[Start of Attachment]
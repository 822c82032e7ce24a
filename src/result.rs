use crate::error::Error as MakabaErr;
/// Result type of every fallible operation in the crate.
pub type Result<T> = std::result::Result<T, MakabaErr>;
[End of Attachment]
YOUR OBJECTIVE:
Give every record again, exactly as it appears.

TASK OUTPUT:
repository 822c82032e7ce24a
filename src/result.rs
use crate::error::Error as MakabaErr;
/// Result type of every fallible operation in the crate.
pub type Result<T> = std::result::Result<T, MakabaErr>;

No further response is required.